The facility "Policy and Procedures" on all invasive procedures, last revised 10/27/2016, included the use of a "Safety Checklist - A comprehensive checklist which outlines the elements of items which need to be reviewed and confirmed." An attached document titled "Exhibit 2. Procedural Safety Checklist (Without Anesthesia)," outlines the elements, which includes the verification process, time-out process and "Are all of the supplies, equipment, images and implants you expect present?"
The use of the safety checklist by the Proceduralist and staff, could not be verified.
The "Policy and Procedures" also stated: "The RN, physician, resident and/ or technician will document in patients' medical record; the time that each phase of the Safety Check-List was conducted, the procedural start time, and who was present for the time-out."

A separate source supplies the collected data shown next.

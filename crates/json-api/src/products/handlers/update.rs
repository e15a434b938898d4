//! Update Product Handler

use std::sync::Arc;

use salvo::{
    oapi::{
        ToSchema,
        extract::{JsonBody, PathParam},
    },
    prelude::*,
};
use serde::{Deserialize, Serialize};
use storefront_app::domain::products::models::ProductUpdate;
use uuid::Uuid;

use crate::{
    extensions::*,
    products::{
        errors::into_status_error,
        handlers::{create::parse_price, get::ProductResponse},
    },
    state::State,
};

/// Update Product Request
///
/// Absent fields are left unchanged.
#[derive(Debug, Serialize, Deserialize, ToSchema)]
pub(crate) struct UpdateProductRequest {
    /// The product name
    pub name: Option<String>,

    /// The unit price as a decimal string, e.g. `"19.99"`
    pub price: Option<String>,
}

/// Product Updated Response
#[derive(Debug, Serialize, Deserialize, ToSchema)]
pub(crate) struct ProductUpdatedResponse {
    pub message: String,

    pub product: ProductResponse,
}

/// Update Product Handler
#[endpoint(
    tags("products"),
    summary = "Update Product",
    security(("bearer_auth" = [])),
    responses(
        (status_code = StatusCode::OK, description = "Product updated"),
        (status_code = StatusCode::NOT_FOUND, description = "Product not found"),
        (status_code = StatusCode::BAD_REQUEST, description = "Bad Request"),
        (status_code = StatusCode::INTERNAL_SERVER_ERROR, description = "Internal Server Error"),
    ),
)]
pub(crate) async fn handler(
    product: PathParam<Uuid>,
    json: JsonBody<UpdateProductRequest>,
    depot: &mut Depot,
) -> Result<Json<ProductUpdatedResponse>, StatusError> {
    let state = depot.obtain_or_500::<Arc<State>>()?;

    depot.user_uuid_or_401()?;

    let request = json.into_inner();

    let price = request.price.as_deref().map(parse_price).transpose()?;

    let product = state
        .app
        .products
        .update_product(
            product.into_inner().into(),
            ProductUpdate {
                name: request.name,
                price,
            },
        )
        .await
        .map_err(into_status_error)?;

    Ok(Json(ProductUpdatedResponse {
        message: "Product updated successfully".to_string(),
        product: product.into(),
    }))
}
//! Admin gate middleware.
//!
//! Hooped on catalog mutation routes, after the bearer middleware has
//! resolved the user. Non-admin users get 403.

use salvo::prelude::*;

use crate::extensions::*;

#[salvo::handler]
pub(crate) async fn handler(
    req: &mut Request,
    depot: &mut Depot,
    res: &mut Response,
    ctrl: &mut FlowCtrl,
) {
    if let Err(error) = depot.admin_or_403() {
        res.render(error);

        return;
    }

    ctrl.call_next(req, depot, res).await;
}

#[cfg(test)]
mod tests {
    use salvo::{
        affix_state::inject,
        http::header::AUTHORIZATION,
        test::TestClient,
    };
    use serde_json::json;
    use storefront_app::auth::{
        MockAuthService,
        models::{AuthenticatedUser, UserUuid},
    };
    use testresult::TestResult;
    use uuid::Uuid;

    use crate::{auth, products, test_helpers::state_with_auth};

    use super::*;

    #[salvo::handler]
    async fn ok_endpoint(res: &mut Response) {
        res.render("ok");
    }

    fn authenticated_service(auth: MockAuthService) -> Service {
        let router = Router::new()
            .hoop(inject(state_with_auth(auth)))
            .hoop(auth::middleware::handler)
            .push(
                Router::with_path("products")
                    .hoop(handler)
                    .post(products::create::handler)
                    .push(Router::new().get(ok_endpoint)),
            );

        Service::new(router)
    }

    fn mock_auth(is_admin: bool) -> MockAuthService {
        let mut auth = MockAuthService::new();

        auth.expect_authenticate_bearer().once().return_once(move |_| {
            Ok(AuthenticatedUser {
                uuid: UserUuid::from_uuid(Uuid::nil()),
                is_admin,
            })
        });

        auth
    }

    #[tokio::test]
    async fn test_non_admin_create_product_returns_403() -> TestResult {
        // The strict products mock behind state_with_auth expects no calls,
        // so this also proves the gate rejects before the service runs.
        let res = TestClient::post("http://example.com/products")
            .add_header(AUTHORIZATION, "Bearer user-token", true)
            .json(&json!({ "name": "Teapot", "price": "19.99" }))
            .send(&authenticated_service(mock_auth(false)))
            .await;

        assert_eq!(res.status_code, Some(StatusCode::FORBIDDEN));

        Ok(())
    }

    #[tokio::test]
    async fn test_admin_passes_the_gate() -> TestResult {
        let res = TestClient::get("http://example.com/products")
            .add_header(AUTHORIZATION, "Bearer admin-token", true)
            .send(&authenticated_service(mock_auth(true)))
            .await;

        assert_eq!(res.status_code, Some(StatusCode::OK));

        Ok(())
    }

    #[tokio::test]
    async fn test_missing_admin_flag_returns_403() -> TestResult {
        // No auth middleware in the chain, so the depot has no role at all.
        let router = Router::new().hoop(handler).push(Router::new().get(ok_endpoint));

        let res = TestClient::get("http://example.com")
            .send(&Service::new(router))
            .await;

        assert_eq!(res.status_code, Some(StatusCode::FORBIDDEN));

        Ok(())
    }
}
//! State

use std::sync::Arc;

use storefront_app::context::AppContext;

#[derive(Clone)]
pub(crate) struct State {
    pub(crate) app: AppContext,
}

impl State {
    #[must_use]
    pub(crate) fn new(app: AppContext) -> Self {
        Self { app }
    }

    #[must_use]
    pub(crate) fn from_app_context(app: AppContext) -> Arc<Self> {
        Arc::new(Self::new(app))
    }
}
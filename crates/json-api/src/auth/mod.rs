//! Authentication

pub(crate) mod admin;
pub(crate) mod middleware;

There was no documented evidence of an informed consent for the procedure. During interview on 7/25/19 at
3:10 PM, Staff A stated a verbal consent was obtained.
Review of Policy titled "Policy and Procedures," last revised 10/27/2016 stated: "All invasive procedures whether Perioperative Services, the bedside or patient centered labs must be verified to ensure the correct patient, accurate consent form, correct procedure, correct position, and the correct/side/site prior to the start of the procedure ..."
The policy also stated the verification procedure required prior to the start of the invasive procedure, which included, "Availability of all pertinent paperwork will be verified including; a proper informed consent ..."

THERAPEUTIC DIETS

Tag No.: A0629

Based on document review and staff interview, in two (2) of three (3) medical records reviewed, it was determined the facility failed to ensure that patients receive timely nutrition assessment and reassessment, to meet the patients' nutritional needs (Patient #1 and #15).

Findings include:

Review of medical record for Patient # 1 identified: A 65-year-old female was admitted from a nursing home, on 2/28/19, with a tracheostomy (an incision in the windpipe made to allow the passage of air) and a tube for feeding.
The Nutrition screen tool noted a score of 2, which denotes patient is at high nutritional risk. Patient was NPO (nothing by mouth) upon admission. The patient had two pressure ulcers on admission. One pressure ulcer was a Stage IV on the sacrum (Base of the spine) and the other a Stage II on the right back of the thigh.

The Initial Nutrition Assessment done on 3/1/19, failed to address the patient's Stage IV pressure ulcer and the nutritional needs related to this ulcer.

On 3/5/19 a short note by the Dietitian stated that patient diet order of 45 ml/hour of feeding was infusing at 20 ml/hour, which only met 44% of patient's nutritional needs. Dietitian noted she will discuss with the nurse to advance as per gastrointestinal tolerance. There was no documented evidence that this was done.

On 3/8/19, a Nutrition Re-assessment was done, seven (7) days after the initial assessment. Due to the delay in re- assessment, patient's diet remained unchanged to meet her nutritional needs.

Review of the hospital policy titled, "Nutrition Screening, Assessment and Education for In-Patient," stated, "Reassessment - Initial Revisit note to be completed within 4 days from Comprehensive Assessment."


Review of the medical record for Patient # 15 identified: A sixty-year-old patient was admitted on 7/16/19 from a Rehab facility and nutritionally screened as being at low nutritional risk. Skin assessment upon admission noted healed wound to left sacral area with no sign of infection/oozing.

The Initial Nutrition Assessment was done on 7/19/19. Patient's diet was NPO (nothing by mouth) and patient was assessed as underweight. Patient's blood albumin was 2.2 (a normal albumin range is 3.4 to 5.4 g/dl). The patient's nutrition risk level was not re-evaluated.

The Wound Care nurse noted on 7/22/19, patient admitted with Stage II pressure injury to her coccyx (base of spine also known as tailbone). Recommended a Nutrition Consult. There was no evidence that a Nutrition Consult was performed nor was there a documented nutrition re-assessment, at the time of the medical record review on 7/24/19.